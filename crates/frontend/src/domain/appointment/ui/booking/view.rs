use super::view_model::BookingViewModel;
use crate::shared::components::ui::{Button, Input, Select, Textarea};
use crate::shared::icons::icon;
use contracts::domain::doctor::Doctor;
use leptos::prelude::*;

#[component]
pub fn BookingSection(#[prop(into)] doctors: Signal<Vec<Doctor>>) -> impl IntoView {
    let vm = BookingViewModel::new();

    // Preselect the first doctor once the directory arrives, and again after
    // the post-submit reset empties the form.
    Effect::new(move |_| {
        let list = doctors.get();
        if vm.form.get().doctor_id.is_empty() {
            if let Some(first) = list.first() {
                vm.form.update(|f| f.doctor_id = first.id.clone());
            }
        }
    });

    let doctor_options = Signal::derive(move || {
        doctors
            .get()
            .into_iter()
            .map(|d| (d.id.clone(), format!("{} ({})", d.name, d.speciality)))
            .collect::<Vec<_>>()
    });

    view! {
        <section id="booking" class="booking">
            <div class="booking__container">
                <div class="booking-card">
                    <div class="booking-card__info">
                        <h3 class="booking-card__title">"حجز موعد جديد"</h3>
                        <p class="booking-card__pitch">
                            "املئي الاستمارة وسنقوم بتأكيد موعدك في أقرب وقت. نحن هنا لراحتك."
                        </p>
                        <div class="booking-card__contacts">
                            <div class="booking-card__contact">
                                {icon("phone")}
                                <span dir="ltr">"07 70 07 73 40"</span>
                            </div>
                            <div class="booking-card__contact">
                                {icon("map-pin")}
                                <span>"ولاد برحيل الشارع الرئيسي عمارة الهدى الطابق الاول"</span>
                            </div>
                        </div>
                    </div>

                    <div class="booking-card__body">
                        <Show
                            when=move || vm.submitted.get()
                            fallback=move || view! { <BookingForm vm=vm doctor_options=doctor_options /> }
                        >
                            <div class="booking-confirmation">
                                <div class="booking-confirmation__icon">{icon("check-circle")}</div>
                                <h3 class="booking-confirmation__title">"تم استلام طلبك!"</h3>
                                <p class="booking-confirmation__text">
                                    {move || format!(
                                        "شكراً لكِ، {}. سنتواصل معكِ قريباً عبر الهاتف أو الواتساب لتأكيد الموعد.",
                                        vm.form.get().patient_name
                                    )}
                                </p>
                            </div>
                        </Show>
                    </div>
                </div>
            </div>
        </section>
    }
}

#[component]
fn BookingForm(
    vm: BookingViewModel,
    #[prop(into)] doctor_options: Signal<Vec<(String, String)>>,
) -> impl IntoView {
    view! {
        <form
            class="booking-form"
            on:submit=move |ev| {
                ev.prevent_default();
                vm.submit_command()();
            }
        >
            {move || vm.error.get().map(|e| view! { <div class="form__error">{e}</div> })}

            <Input
                label="الاسم الكامل"
                placeholder="مثال: ليلى العلمي"
                value=Signal::derive(move || vm.form.get().patient_name)
                on_input=Callback::new(move |v| vm.form.update(|f| f.patient_name = v))
                required=true
            />
            <Input
                label="رقم الهاتف"
                placeholder="06 XX XX XX XX"
                input_type="tel"
                value=Signal::derive(move || vm.form.get().patient_phone)
                on_input=Callback::new(move |v| vm.form.update(|f| f.patient_phone = v))
                required=true
            />
            <Select
                label="اختيار الطبيب"
                value=Signal::derive(move || vm.form.get().doctor_id)
                options=doctor_options
                on_change=Callback::new(move |v| vm.form.update(|f| f.doctor_id = v))
            />
            <Input
                label="التاريخ المفضل"
                input_type="datetime-local"
                value=Signal::derive(move || vm.form.get().date)
                on_input=Callback::new(move |v| vm.form.update(|f| f.date = v))
                required=true
            />
            <Textarea
                label="سبب الزيارة (اختياري)"
                placeholder="مثال: فحص دوري، استشارة ولادة..."
                rows=4
                value=Signal::derive(move || vm.form.get().reason.clone().unwrap_or_default())
                on_input=Callback::new(move |v| vm.form.update(|f| f.reason = Some(v)))
            />

            <Button button_type="submit" full_width=true class="booking-form__submit">
                "إرسال الطلب"
            </Button>

            <p class="booking-form__consent">
                "بإرسال هذا النموذج، توافقين على سياسة الخصوصية الخاصة بنا."
            </p>
        </form>
    }
}
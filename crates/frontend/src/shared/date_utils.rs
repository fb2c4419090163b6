/// Utilities for appointment date and time formatting
///
/// Booking dates arrive either as `datetime-local` form values
/// ("2026-08-23T14:30") or as full ISO strings from the seed data
/// ("2026-08-23T14:30:00.000Z"). Both are formatted without parsing.

/// Format ISO date string to DD.MM.YYYY format
/// Example: "2026-08-23" or "2026-08-23T14:30:00Z" -> "23.08.2026"
pub fn format_date(date_str: &str) -> String {
    let date_part = date_str.split('T').next().unwrap_or(date_str);
    if let Some((year, rest)) = date_part.split_once('-') {
        if let Some((month, day)) = rest.split_once('-') {
            return format!("{}.{}.{}", day, month, year);
        }
    }
    date_str.to_string()
}

/// Extract the HH:MM part of an ISO datetime string
/// Example: "2026-08-23T14:30:00.000Z" -> "14:30"
pub fn format_time(datetime_str: &str) -> String {
    if let Some((_, time_part)) = datetime_str.split_once('T') {
        let mut segments = time_part.split(':');
        if let (Some(hours), Some(minutes)) = (segments.next(), segments.next()) {
            return format!("{}:{}", hours, minutes);
        }
    }
    String::new()
}

/// Format ISO datetime string to DD.MM.YYYY HH:MM format
/// Example: "2026-08-23T14:30" -> "23.08.2026 14:30"
pub fn format_datetime(datetime_str: &str) -> String {
    let time = format_time(datetime_str);
    if time.is_empty() {
        return format_date(datetime_str);
    }
    format!("{} {}", format_date(datetime_str), time)
}

#[cfg(test)]
mod tests {
    use super::*;

    #[test]
    fn test_format_date() {
        assert_eq!(format_date("2026-08-23"), "23.08.2026");
        assert_eq!(format_date("2026-08-23T14:30:00.000Z"), "23.08.2026");
    }

    #[test]
    fn test_format_time() {
        assert_eq!(format_time("2026-08-23T14:30"), "14:30");
        assert_eq!(format_time("2026-08-23T14:30:00.000Z"), "14:30");
        assert_eq!(format_time("2026-08-23"), "");
    }

    #[test]
    fn test_format_datetime() {
        assert_eq!(format_datetime("2026-08-23T14:30"), "23.08.2026 14:30");
        assert_eq!(
            format_datetime("2026-12-31T23:59:59.123Z"),
            "31.12.2026 23:59"
        );
    }

    #[test]
    fn test_invalid_format() {
        assert_eq!(format_date("invalid"), "invalid");
        assert_eq!(format_datetime("invalid"), "invalid");
    }
}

▶ DIRECTIONS
Exactly the lines from the start of the entries through the one bearing "let list = doctors.get();" are to be output, with both ends included.

▶ RESPONSE
filename crates/frontend/src/domain/appointment/ui/booking/view.rs
use super::view_model::BookingViewModel;
use crate::shared::components::ui::{Button, Input, Select, Textarea};
use crate::shared::icons::icon;
use contracts::domain::doctor::Doctor;
use leptos::prelude::*;

#[component]
pub fn BookingSection(#[prop(into)] doctors: Signal<Vec<Doctor>>) -> impl IntoView {
    let vm = BookingViewModel::new();

    // Preselect the first doctor once the directory arrives, and again after
    // the post-submit reset empties the form.
    Effect::new(move |_| {
        let list = doctors.get();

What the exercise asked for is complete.